Prometheus Outlier Detection

Outlier Detection

We sometimes experience a node(s) running hot. Determining what to do is conditional on the rest of the cluster. If it’s one node out of 50 that’s running hot, we can chalk it up too “bad node” and kill it. However, if it’s >50% of the nodes running hot, we should seek to understand what’s happening within the service. To that end, I wanted to create an alert on outlier nodes.

Let’s start with cumulative idle on a host:

sum without(cpu, job) (irate(node_cpu{host=~"prod-foo.*",mode="idle"}[3m]))

Idle is the measure of unused CPU, so it’s a shortcut for matching mode !~ "idle". Should we care, we’d want to subtract this from 1 to get the consumed CPU. Also of note, we accumulating idle from all CPUs on the host, and not averaging per cpu.

Now, let’s get the average idle for the cluster:

avg by (role) (sum without(cpu, job) (irate(node_cpu{host=~"prod-foo.*",mode="idle"}[3m])))

Again, this number is accumulated idle per host.

Finally, dividing the host by the cluster-average gives us a factor for how out of band it is.

sum without(cpu, job) (irate(node_cpu{host=~"prod-foo.*",mode="idle"}[3m])) /on (role) group_left avg by (role) (sum without(cpu, job) (irate(node_cpu{host=~"prod-foo.*",mode="idle"}[3m])))

As an example, consider a host consuming 80% of its cpu; imagine the cluster average is 50% consumption. 80/50 would give us a factor of 1.6; this host is using 60% more resources than other hosts in the cluster.

Commentary Normally, we show cpu utilization as average per cpu.

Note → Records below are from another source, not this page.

/// Deadline enforcement for worker processes.
///
/// Runs alongside the worker as its own tokio task, polling liveness at a fixed
/// interval. If the worker is still running at the deadline, the watchdog sends
/// SIGTERM to its process group, waits out a grace period, then sends SIGKILL.
/// It never reaps the process or touches its pipes; the caller does both.
use crate::config::WatchdogConfig;
use nix::errno::Errno;
use nix::sys::signal::{kill, killpg, Signal};
use nix::unistd::Pid;
use std::time::Duration;
use tokio::sync::oneshot::{self, error::TryRecvError};
use tokio::task::JoinHandle;
use tokio::time::Instant;

/// How a watchdog retired.
#[derive(Debug, Clone, Copy, PartialEq, Eq)]
pub enum WatchdogOutcome {
    /// The process exited before the deadline. No signal was sent.
    Disarmed,
    /// SIGTERM was sent `after` arming and the process exited within the grace period.
    Terminated { after: Duration },
    /// SIGTERM was ignored; SIGKILL followed.
    Killed {
        terminated_after: Duration,
        killed_after: Duration,
    },
}

impl WatchdogOutcome {
    /// True if the watchdog sent any signal.
    pub fn escalated(&self) -> bool {
        !matches!(self, WatchdogOutcome::Disarmed)
    }
}

/// Held by whoever reaps the process. Dropping it tells the watchdog the
/// process is gone, so it never signals a recycled pid.
pub type ExitNotice = oneshot::Sender<()>;

pub struct Watchdog {
    pid: Pid,
    timeout: Duration,
    poll_interval: Duration,
    grace_period: Duration,
}

impl Watchdog {
    pub fn new(pid: u32, timeout: Duration, config: &WatchdogConfig) -> Self {
        Self {
            pid: Pid::from_raw(pid as i32),
            timeout,
            poll_interval: config.poll_interval(),
            grace_period: config.grace_period(),
        }
    }

    /// Start monitoring on the current runtime.
    ///
    /// Drop the returned [`ExitNotice`] once the process has been reaped; the
    /// task then retires within one poll interval.
    pub fn arm(self) -> (ExitNotice, JoinHandle<WatchdogOutcome>) {
        let (notice, exited) = oneshot::channel();
        let handle = tokio::spawn(self.monitor(exited));
        (notice, handle)
    }

    pub async fn monitor(self, mut exited: oneshot::Receiver<()>) -> WatchdogOutcome {
        let armed_at = Instant::now();
        tracing::debug!(
            pid = self.pid.as_raw(),
            timeout_ms = self.timeout.as_millis() as u64,
            "watchdog armed"
        );

        // A deadline past the end of representable time never expires.
        if self
            .exits_before(&mut exited, armed_at.checked_add(self.timeout))
            .await
        {
            tracing::debug!(pid = self.pid.as_raw(), "process exited, watchdog disarmed");
            return WatchdogOutcome::Disarmed;
        }

        let terminated_after = armed_at.elapsed();
        tracing::warn!(
            pid = self.pid.as_raw(),
            elapsed_ms = terminated_after.as_millis() as u64,
            "deadline exceeded, sending SIGTERM"
        );
        self.signal(Signal::SIGTERM);

        if self
            .exits_before(&mut exited, Instant::now().checked_add(self.grace_period))
            .await
        {
            return WatchdogOutcome::Terminated {
                after: terminated_after,
            };
        }

        let killed_after = armed_at.elapsed();
        tracing::warn!(
            pid = self.pid.as_raw(),
            grace_ms = self.grace_period.as_millis() as u64,
            "process survived SIGTERM, sending SIGKILL"
        );
        self.signal(Signal::SIGKILL);

        WatchdogOutcome::Killed {
            terminated_after,
            killed_after,
        }
    }

    /// Poll until the process is gone (true) or `until` passes (false).
    /// `None` polls until the process is gone.
    async fn exits_before(
        &self,
        exited: &mut oneshot::Receiver<()>,
        until: Option<Instant>,
    ) -> bool {
        loop {
            if !self.is_running(exited) {
                return true;
            }
            let pause = match until {
                Some(until) => {
                    let now = Instant::now();
                    if now >= until {
                        return false;
                    }
                    self.poll_interval.min(until - now)
                }
                None => self.poll_interval,
            };
            tokio::time::sleep(pause).await;
        }
    }

    fn is_running(&self, exited: &mut oneshot::Receiver<()>) -> bool {
        match exited.try_recv() {
            Err(TryRecvError::Empty) => {}
            Ok(()) | Err(TryRecvError::Closed) => return false,
        }
        // Any live group member counts: a reaped leader can leave children
        // holding the worker's pipes open.
        let liveness = match killpg(self.pid, None) {
            Err(Errno::ESRCH) => kill(self.pid, None),
            other => other,
        };
        matches!(liveness, Ok(()) | Err(Errno::EPERM))
    }

    /// Signal the process group, falling back to the process alone when it
    /// does not lead a group. Failures are logged, never raised.
    fn signal(&self, signal: Signal) {
        let result = match killpg(self.pid, signal) {
            Err(Errno::ESRCH) => kill(self.pid, signal),
            other => other,
        };
        if let Err(e) = result {
            tracing::warn!(
                pid = self.pid.as_raw(),
                signal = %signal,
                error = %e,
                "failed to signal worker process"
            );
        }
    }
}

#[cfg(test)]
mod tests {
    use super::*;
    use std::os::unix::process::ExitStatusExt;
    use std::process::Stdio;
    use tokio::process::Command;

    fn fast_config() -> WatchdogConfig {
        WatchdogConfig {
            poll_interval_ms: 50,
            grace_period_ms: 300,
        }
    }

    fn spawn_sh(script: &str) -> tokio::process::Child {
        Command::new("sh")
            .args(["-c", script])
            .stdout(Stdio::null())
            .process_group(0)
            .kill_on_drop(true)
            .spawn()
            .unwrap()
    }

    #[test]
    fn test_outcome_escalated() {
        assert!(!WatchdogOutcome::Disarmed.escalated());
        assert!(WatchdogOutcome::Terminated {
            after: Duration::from_secs(1)
        }
        .escalated());
        assert!(WatchdogOutcome::Killed {
            terminated_after: Duration::from_secs(1),
            killed_after: Duration::from_secs(2),
        }
        .escalated());
    }

    #[tokio::test]
    async fn test_disarmed_when_process_exits_before_deadline() {
        let mut child = spawn_sh("sleep 0.3");
        let pid = child.id().unwrap();
        let (notice, handle) = Watchdog::new(pid, Duration::from_millis(600), &fast_config()).arm();

        let status = child.wait().await.unwrap();
        let reaped_at = std::time::Instant::now();
        drop(notice);
        let outcome = handle.await.unwrap();

        assert!(status.success());
        assert_eq!(outcome, WatchdogOutcome::Disarmed);
        // Retires within about one poll interval of the exit.
        assert!(reaped_at.elapsed() < Duration::from_millis(200));
    }

    #[tokio::test]
    async fn test_sigterm_at_deadline() {
        let mut child = spawn_sh("sleep 30");
        let pid = child.id().unwrap();
        let timeout = Duration::from_millis(300);
        let (notice, handle) = Watchdog::new(pid, timeout, &fast_config()).arm();

        let status = child.wait().await.unwrap();
        drop(notice);
        let outcome = handle.await.unwrap();

        match outcome {
            WatchdogOutcome::Terminated { after } => {
                assert!(after >= timeout, "signalled early: {after:?}");
                assert!(after < Duration::from_secs(5));
            }
            other => panic!("expected Terminated, got {other:?}"),
        }
        assert_eq!(status.signal(), Some(Signal::SIGTERM as i32));
    }

    #[tokio::test]
    async fn test_sigkill_when_sigterm_ignored() {
        let mut child = spawn_sh("trap '' TERM; sleep 30");
        let pid = child.id().unwrap();
        let timeout = Duration::from_millis(300);
        let config = fast_config();
        let (notice, handle) = Watchdog::new(pid, timeout, &config).arm();

        let status = child.wait().await.unwrap();
        drop(notice);
        let outcome = handle.await.unwrap();

        match outcome {
            WatchdogOutcome::Killed {
                terminated_after,
                killed_after,
            } => {
                assert!(terminated_after >= timeout);
                assert!(killed_after >= terminated_after + config.grace_period());
                assert!(killed_after < Duration::from_secs(5));
            }
            other => panic!("expected Killed, got {other:?}"),
        }
        assert_eq!(status.signal(), Some(Signal::SIGKILL as i32));
        assert_eq!(kill(Pid::from_raw(pid as i32), None), Err(Errno::ESRCH));
    }

    #[tokio::test]
    async fn test_guards_group_after_leader_is_reaped() {
        // The leader exits at once; its backgrounded child stays in the group.
        let mut child = spawn_sh("sleep 30 &\nexit 0");
        let pid = child.id().unwrap();
        let timeout = Duration::from_millis(300);
        let (notice, handle) = Watchdog::new(pid, timeout, &fast_config()).arm();

        assert!(child.wait().await.unwrap().success());
        let outcome = handle.await.unwrap();
        drop(notice);

        assert!(outcome.escalated(), "group member left running: {outcome:?}");
    }

    #[tokio::test]
    async fn test_huge_timeout_does_not_overflow() {
        let mut child = spawn_sh("sleep 0.2");
        let pid = child.id().unwrap();
        let (notice, handle) = Watchdog::new(pid, Duration::MAX, &fast_config()).arm();

        assert!(child.wait().await.unwrap().success());
        drop(notice);
        assert_eq!(handle.await.unwrap(), WatchdogOutcome::Disarmed);
    }

    #[tokio::test]
    async fn test_exit_notice_alone_disarms() {
        // A live pid whose exit notice is already dropped is treated as gone.
        let mut child = spawn_sh("sleep 30");
        let pid = child.id().unwrap();
        let (notice, handle) = Watchdog::new(pid, Duration::from_millis(200), &fast_config()).arm();
        drop(notice);

        assert_eq!(handle.await.unwrap(), WatchdogOutcome::Disarmed);
        assert!(child.try_wait().unwrap().is_none(), "watchdog must not signal");
        child.kill().await.unwrap();
    }
}
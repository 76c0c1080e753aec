//! Straight skeleton graph as reported by the worker.

use crate::geometry::Point;
use std::collections::HashMap;

/// Integer node id as it appears on the wire. Not necessarily contiguous.
pub type NodeId = i64;

/// A skeleton vertex.
#[derive(Debug, Clone, Copy, PartialEq)]
pub struct Node {
    pub id: NodeId,
    pub position: Point,
    /// Distance to the nearest input segment. Negative for vertices that lie
    /// outside the polygon they were computed for.
    pub radius: f64,
}

impl Node {
    pub fn is_exterior(&self) -> bool {
        self.radius < 0.0
    }
}

/// Undirected multigraph of skeleton nodes.
///
/// Nodes iterate in first-declaration order. Re-declaring an id overwrites the
/// node's data in place. Edges keep insertion order and multiplicity;
/// self-loops are allowed.
#[derive(Debug, Clone, Default, PartialEq)]
pub struct SkeletonGraph {
    nodes: Vec<Node>,
    index: HashMap<NodeId, usize>,
    edges: Vec<(NodeId, NodeId)>,
}

impl SkeletonGraph {
    pub fn new() -> Self {
        Self::default()
    }

    /// Insert a node, or overwrite the one already holding `id`.
    pub fn add_node(&mut self, id: NodeId, position: Point, radius: f64) {
        let node = Node {
            id,
            position,
            radius,
        };
        match self.index.get(&id) {
            Some(&slot) => self.nodes[slot] = node,
            None => {
                self.index.insert(id, self.nodes.len());
                self.nodes.push(node);
            }
        }
    }

    /// Add an edge between two declared nodes.
    ///
    /// Returns the first endpoint that is not declared, leaving the graph
    /// unchanged.
    pub fn add_edge(&mut self, a: NodeId, b: NodeId) -> Result<(), NodeId> {
        if let Some(missing) = [a, b].into_iter().find(|&id| !self.contains_node(id)) {
            return Err(missing);
        }
        self.edges.push((a, b));
        Ok(())
    }

    pub fn node(&self, id: NodeId) -> Option<&Node> {
        self.index.get(&id).map(|&slot| &self.nodes[slot])
    }

    pub fn contains_node(&self, id: NodeId) -> bool {
        self.index.contains_key(&id)
    }

    pub fn nodes(&self) -> &[Node] {
        &self.nodes
    }

    pub fn edges(&self) -> &[(NodeId, NodeId)] {
        &self.edges
    }

    pub fn node_count(&self) -> usize {
        self.nodes.len()
    }

    pub fn edge_count(&self) -> usize {
        self.edges.len()
    }

    /// Ids adjacent to `id`, once per incident edge (a self-loop yields `id` twice).
    pub fn neighbors(&self, id: NodeId) -> Vec<NodeId> {
        let mut out = Vec::new();
        for &(a, b) in &self.edges {
            if a == id {
                out.push(b);
            }
            if b == id {
                out.push(a);
            }
        }
        out
    }

    /// Edges whose endpoints both lie strictly inside the input.
    pub fn interior_edges(&self) -> impl Iterator<Item = (NodeId, NodeId)> + '_ {
        self.edges.iter().copied().filter(move |&(a, b)| {
            let inside = |id| self.node(id).is_some_and(|n| n.radius > 0.0);
            inside(a) && inside(b)
        })
    }

    /// Largest radius over all nodes, if any.
    pub fn max_radius(&self) -> Option<f64> {
        self.nodes.iter().map(|n| n.radius).reduce(f64::max)
    }
}
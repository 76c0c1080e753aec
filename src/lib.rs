//! Straight skeletons of polygon soups, computed by an external CGAL worker.
//!
//! The worker (`skeleton-cgal`) reads polygons on stdin and prints the skeleton
//! graph on stdout. This crate runs it under a watchdog, speaks its line
//! protocol, and hands back a [`SkeletonGraph`].
//!
//! ```no_run
//! use polygon_skeletons::SkeletonWorker;
//! use std::time::Duration;
//!
//! # async fn run() -> Result<(), polygon_skeletons::WorkerError> {
//! let worker = SkeletonWorker::new("/opt/skeleton/skeleton-cgal");
//! let square = vec![vec![(0.0, 0.0), (4.0, 0.0), (4.0, 4.0), (0.0, 4.0)]];
//! let graph = worker.compute(&square, Some(Duration::from_secs(10))).await?;
//! for node in graph.nodes() {
//!     println!("{} at {:?} r={}", node.id, node.position, node.radius);
//! }
//! # Ok(())
//! # }
//! ```

pub mod config;
pub mod geometry;
pub mod graph;
pub mod watchdog;
pub mod wire;
pub mod worker;

pub use config::{load_config, SkeletonConfig, WatchdogConfig, WorkerConfig};
pub use geometry::{Point, Polygon};
pub use graph::{Node, NodeId, SkeletonGraph};
pub use watchdog::{Watchdog, WatchdogOutcome};
pub use wire::{
    decode_graph, decode_skeleton, encode_graph, encode_polygons, read_graph, write_graph,
    ProtocolError, Violation,
};
pub use worker::{SkeletonWorker, WorkerError};
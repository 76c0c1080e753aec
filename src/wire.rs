//! Line protocol spoken with the skeleton worker.
//!
//! Request (worker stdin): one line per polygon, `x0 y0 x1 y1 ...`.
//!
//! Response (worker stdout), a trivial-graph-format variant:
//! ```text
//! 0 1.5,2,0.5,1
//! 1 3,2,-0.25
//! #
//! 0 1
//! ```
//! Node lines are `id x,y,radius[,...]`; values past the third are ignored so
//! both the 3- and 4-wide worker labels decode. A single `#` line separates
//! nodes from `id1 id2` edge lines, which run to end of stream.
//!
//! The same shape is used to persist a [`SkeletonGraph`] to disk.

use crate::geometry::Polygon;
use crate::graph::{NodeId, SkeletonGraph};
use std::io::{BufRead, Write};

const SENTINEL: &str = "#";

/// What a response line got wrong.
#[derive(Debug, Clone, PartialEq)]
pub enum Violation {
    /// Node line without a label field.
    MissingLabel,
    /// Line with an unexpected number of whitespace-separated fields.
    FieldCount { expected: usize, found: usize },
    /// Label with fewer than three comma-separated values.
    ShortLabel { found: usize },
    /// Field that does not parse as the expected number type.
    BadNumber { field: String, expected: &'static str },
    /// Edge naming an id absent from the node section.
    UnknownNode { id: NodeId },
    /// Stream ended before the `#` separator.
    MissingSentinel,
}

impl std::fmt::Display for Violation {
    fn fmt(&self, f: &mut std::fmt::Formatter<'_>) -> std::fmt::Result {
        match self {
            Violation::MissingLabel => write!(f, "node line has no `x,y,radius` label"),
            Violation::FieldCount { expected, found } => {
                write!(f, "expected {expected} fields, found {found}")
            }
            Violation::ShortLabel { found } => {
                write!(f, "label needs at least 3 comma-separated values, found {found}")
            }
            Violation::BadNumber { field, expected } => {
                write!(f, "`{field}` is not a valid {expected}")
            }
            Violation::UnknownNode { id } => {
                write!(f, "edge references undeclared node {id}")
            }
            Violation::MissingSentinel => {
                write!(f, "end of stream before `{SENTINEL}` separator line")
            }
        }
    }
}

/// A response line that violates the wire format.
#[derive(Debug, Clone, PartialEq)]
pub struct ProtocolError {
    /// 1-based line number; for [`Violation::MissingSentinel`] this is one
    /// past the last line.
    pub line_number: usize,
    /// The offending line, empty when the stream ended early.
    pub line: String,
    pub violation: Violation,
}

impl std::fmt::Display for ProtocolError {
    fn fmt(&self, f: &mut std::fmt::Formatter<'_>) -> std::fmt::Result {
        write!(f, "line {}: {}", self.line_number, self.violation)?;
        if !self.line.is_empty() {
            write!(f, " (in {:?})", self.line)?;
        }
        Ok(())
    }
}

impl std::error::Error for ProtocolError {}

/// Errors persisting or loading a graph file.
#[derive(Debug)]
pub enum GraphIoError {
    Io(std::io::Error),
    Protocol(ProtocolError),
}

impl std::fmt::Display for GraphIoError {
    fn fmt(&self, f: &mut std::fmt::Formatter<'_>) -> std::fmt::Result {
        match self {
            GraphIoError::Io(e) => write!(f, "I/O error: {e}"),
            GraphIoError::Protocol(e) => write!(f, "malformed graph: {e}"),
        }
    }
}

impl std::error::Error for GraphIoError {
    fn source(&self) -> Option<&(dyn std::error::Error + 'static)> {
        match self {
            GraphIoError::Io(e) => Some(e),
            GraphIoError::Protocol(e) => Some(e),
        }
    }
}

impl From<std::io::Error> for GraphIoError {
    fn from(e: std::io::Error) -> Self {
        GraphIoError::Io(e)
    }
}

impl From<ProtocolError> for GraphIoError {
    fn from(e: ProtocolError) -> Self {
        GraphIoError::Protocol(e)
    }
}

/// Build the worker request: one `x0 y0 x1 y1 ...` line per polygon.
///
/// An empty polygon yields an empty line.
pub fn encode_polygons(polygons: &[Polygon]) -> Vec<String> {
    polygons
        .iter()
        .map(|points| {
            points
                .iter()
                .flat_map(|&(x, y)| [x, y])
                .map(|v| v.to_string())
                .collect::<Vec<_>>()
                .join(" ")
        })
        .collect()
}

/// Parse worker stdout into a skeleton graph.
///
/// Fails on the first malformed line; never returns a partial graph.
pub fn decode_skeleton<I, S>(lines: I) -> Result<SkeletonGraph, ProtocolError>
where
    I: IntoIterator<Item = S>,
    S: AsRef<str>,
{
    let mut graph = SkeletonGraph::new();
    let mut lines = lines.into_iter().enumerate();
    let mut line_count = 0;

    let mut found_sentinel = false;
    for (idx, line) in lines.by_ref() {
        line_count = idx + 1;
        let line = line.as_ref();
        if line.trim() == SENTINEL {
            found_sentinel = true;
            break;
        }
        let fail = |violation| ProtocolError {
            line_number: idx + 1,
            line: line.to_string(),
            violation,
        };
        let (id, position, radius) = parse_node_line(line).map_err(fail)?;
        graph.add_node(id, position, radius);
    }
    if !found_sentinel {
        return Err(ProtocolError {
            line_number: line_count + 1,
            line: String::new(),
            violation: Violation::MissingSentinel,
        });
    }

    for (idx, line) in lines {
        let line = line.as_ref();
        let fail = |violation| ProtocolError {
            line_number: idx + 1,
            line: line.to_string(),
            violation,
        };
        let (a, b) = parse_edge_line(line).map_err(fail)?;
        graph
            .add_edge(a, b)
            .map_err(|id| fail(Violation::UnknownNode { id }))?;
    }

    Ok(graph)
}

fn parse_node_line(line: &str) -> Result<(NodeId, (f64, f64), f64), Violation> {
    let fields: Vec<&str> = line.split_whitespace().collect();
    match fields.len() {
        2 => {}
        1 => return Err(Violation::MissingLabel),
        found => return Err(Violation::FieldCount { expected: 2, found }),
    }
    let id = parse_id(fields[0])?;

    let values: Vec<&str> = fields[1].split(',').collect();
    if values.len() < 3 {
        return Err(Violation::ShortLabel {
            found: values.len(),
        });
    }
    let x = parse_float(values[0])?;
    let y = parse_float(values[1])?;
    let radius = parse_float(values[2])?;
    Ok((id, (x, y), radius))
}

fn parse_edge_line(line: &str) -> Result<(NodeId, NodeId), Violation> {
    let fields: Vec<&str> = line.split_whitespace().collect();
    if fields.len() != 2 {
        return Err(Violation::FieldCount {
            expected: 2,
            found: fields.len(),
        });
    }
    Ok((parse_id(fields[0])?, parse_id(fields[1])?))
}

fn parse_id(field: &str) -> Result<NodeId, Violation> {
    field.parse().map_err(|_| Violation::BadNumber {
        field: field.to_string(),
        expected: "integer node id",
    })
}

fn parse_float(field: &str) -> Result<f64, Violation> {
    field.parse().map_err(|_| Violation::BadNumber {
        field: field.to_string(),
        expected: "number",
    })
}

/// Serialize a graph in the response format.
///
/// Numbers use the shortest representation that parses back to the same
/// `f64`, so [`decode_graph`] reproduces the graph exactly.
pub fn encode_graph(graph: &SkeletonGraph) -> Vec<String> {
    let mut lines = Vec::with_capacity(graph.node_count() + graph.edge_count() + 1);
    for node in graph.nodes() {
        let (x, y) = node.position;
        lines.push(format!("{} {},{},{}", node.id, x, y, node.radius));
    }
    lines.push(SENTINEL.to_string());
    for &(a, b) in graph.edges() {
        lines.push(format!("{a} {b}"));
    }
    lines
}

/// Inverse of [`encode_graph`]. Same rules as [`decode_skeleton`].
pub fn decode_graph<I, S>(lines: I) -> Result<SkeletonGraph, ProtocolError>
where
    I: IntoIterator<Item = S>,
    S: AsRef<str>,
{
    decode_skeleton(lines)
}

/// Write a graph to `out`, one line per record.
pub fn write_graph<W: Write>(graph: &SkeletonGraph, mut out: W) -> std::io::Result<()> {
    for line in encode_graph(graph) {
        writeln!(out, "{line}")?;
    }
    out.flush()
}

/// Read a graph previously written by [`write_graph`].
pub fn read_graph<R: BufRead>(reader: R) -> Result<SkeletonGraph, GraphIoError> {
    let lines: Vec<String> = reader.lines().collect::<Result<_, _>>()?;
    Ok(decode_graph(&lines)?)
}
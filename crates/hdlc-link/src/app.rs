//! Application-layer packetization on top of a `LinkEndpoint`: START/DATA/END
//! packets, TLV-encoded file metadata, and the sender/receiver drivers that
//! stream a file across an open link.

use std::fs::File;
use std::io::{BufReader, BufWriter, Read, Write};
use std::path::Path;

use hdlc_common::ByteChannel;
use log::info;

use crate::endpoint::LinkEndpoint;
use crate::error::AppError;
use crate::stats::Stats;

const PACKET_START: u8 = 1;
const PACKET_DATA: u8 = 2;
const PACKET_END: u8 = 3;

const TLV_FILE_SIZE: u8 = 0;
const TLV_FILE_NAME: u8 = 1;
const MAX_FILE_NAME: usize = 255;

struct ControlPacket {
    file_size: u64,
    #[allow(dead_code)]
    file_name: Vec<u8>,
}

fn build_control_packet(packet_type: u8, file_size: u64, file_name: &[u8]) -> Result<Vec<u8>, AppError> {
    if file_name.len() > MAX_FILE_NAME {
        return Err(AppError::FileNameTooLong { len: file_name.len(), max: MAX_FILE_NAME });
    }
    let mut out = vec![packet_type];
    let size_bytes = (file_size as u32).to_le_bytes();
    out.push(TLV_FILE_SIZE);
    out.push(size_bytes.len() as u8);
    out.extend_from_slice(&size_bytes);
    out.push(TLV_FILE_NAME);
    out.push(file_name.len() as u8);
    out.extend_from_slice(file_name);
    Ok(out)
}

fn parse_control_packet(expected_type: u8, bytes: &[u8]) -> Result<ControlPacket, AppError> {
    if bytes.is_empty() || bytes[0] != expected_type {
        return Err(if expected_type == PACKET_START { AppError::MissingStart } else { AppError::MissingEnd });
    }
    let mut file_size = None;
    let mut file_name = None;
    let mut i = 1;
    while i < bytes.len() {
        if i + 2 > bytes.len() {
            return Err(AppError::MalformedControlPacket);
        }
        let t = bytes[i];
        let l = bytes[i + 1] as usize;
        let start = i + 2;
        let end = start + l;
        if end > bytes.len() {
            return Err(AppError::MalformedControlPacket);
        }
        let value = &bytes[start..end];
        match t {
            TLV_FILE_SIZE => {
                if value.len() != 4 {
                    return Err(AppError::MalformedControlPacket);
                }
                file_size = Some(u32::from_le_bytes([value[0], value[1], value[2], value[3]]) as u64);
            }
            TLV_FILE_NAME => file_name = Some(value.to_vec()),
            _ => {}
        }
        i = end;
    }
    Ok(ControlPacket {
        file_size: file_size.ok_or(AppError::MalformedControlPacket)?,
        file_name: file_name.ok_or(AppError::MalformedControlPacket)?,
    })
}

/// Drives a file transfer over an already-configured `LinkEndpoint`.
pub struct AppSession<C: ByteChannel> {
    endpoint: LinkEndpoint<C>,
}

impl<C: ByteChannel> AppSession<C> {
    pub fn new(endpoint: LinkEndpoint<C>) -> Self {
        AppSession { endpoint }
    }

    fn max_chunk(&self) -> usize {
        self.endpoint.max_payload().saturating_sub(4)
    }

    fn recv_one(&mut self) -> Result<Vec<u8>, AppError> {
        let mut buf = Vec::new();
        loop {
            let n = self.endpoint.receive_packet(&mut buf)?;
            if n > 0 {
                return Ok(buf);
            }
        }
    }

    pub fn send_file(&mut self, path: &Path) -> Result<Stats, AppError> {
        self.endpoint.open()?;

        let file_size = std::fs::metadata(path)?.len();
        let file_name = path
            .file_name()
            .map(|n| n.to_string_lossy().into_owned())
            .unwrap_or_default();

        let start = build_control_packet(PACKET_START, file_size, file_name.as_bytes())?;
        self.endpoint.send_packet(&start)?;

        let mut reader = BufReader::new(File::open(path)?);
        let max_chunk = self.max_chunk();
        let mut chunk = vec![0u8; max_chunk];
        let mut app_seq: u8 = 0;
        loop {
            let n = reader.read(&mut chunk)?;
            if n == 0 {
                break;
            }
            let mut packet = Vec::with_capacity(n + 4);
            packet.push(PACKET_DATA);
            packet.push(app_seq);
            packet.push((n >> 8) as u8);
            packet.push((n & 0xFF) as u8);
            packet.extend_from_slice(&chunk[..n]);
            self.endpoint.send_packet(&packet)?;
            app_seq = (app_seq + 1) % 100;
        }

        let end = build_control_packet(PACKET_END, file_size, file_name.as_bytes())?;
        self.endpoint.send_packet(&end)?;
        let stats = self.endpoint.close(true)?;
        info!("sent {file_size} bytes from {}", path.display());
        Ok(stats)
    }

    pub fn receive_file(&mut self, out_path: &Path) -> Result<Stats, AppError> {
        self.endpoint.open()?;

        let start_buf = self.recv_one()?;
        let start = parse_control_packet(PACKET_START, &start_buf)?;

        let mut writer = BufWriter::new(File::create(out_path)?);
        let mut received: u64 = 0;
        let mut expected_seq: u8 = 0;

        loop {
            let buf = self.recv_one()?;
            match buf.first() {
                Some(&PACKET_END) => {
                    let end = parse_control_packet(PACKET_END, &buf)?;
                    if end.file_size != start.file_size || received != start.file_size {
                        return Err(AppError::SizeMismatch { declared: start.file_size, received });
                    }
                    break;
                }
                Some(&PACKET_DATA) => {
                    if buf.len() < 4 {
                        return Err(AppError::MalformedControlPacket);
                    }
                    let seq = buf[1];
                    if seq != expected_seq {
                        return Err(AppError::SequenceMismatch { expected: expected_seq, got: seq });
                    }
                    let len = ((buf[2] as usize) << 8) | buf[3] as usize;
                    if 4 + len > buf.len() {
                        return Err(AppError::MalformedControlPacket);
                    }
                    let data = &buf[4..4 + len];
                    if received + data.len() as u64 > start.file_size {
                        return Err(AppError::SizeMismatch {
                            declared: start.file_size,
                            received: received + data.len() as u64,
                        });
                    }
                    writer.write_all(data)?;
                    received += data.len() as u64;
                    expected_seq = (expected_seq + 1) % 100;
                }
                Some(&other) => return Err(AppError::UnknownPacketType(other)),
                None => return Err(AppError::MalformedControlPacket),
            }
        }

        writer.flush()?;
        let stats = self.endpoint.close(true)?;
        info!("received {received} bytes into {}", out_path.display());
        Ok(stats)
    }
}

These formulas do not do that. However, because we don’t do this for either the numerator or the denominator, we divide them out in the final formula. This gives us the same scale as if we had calculated average-per-cpu.

I’ll experiment with this for a bit. My next experiment is: can I count outlier nodes and just alert on “(high cpu) and (outlier count <10% of cluster size)”.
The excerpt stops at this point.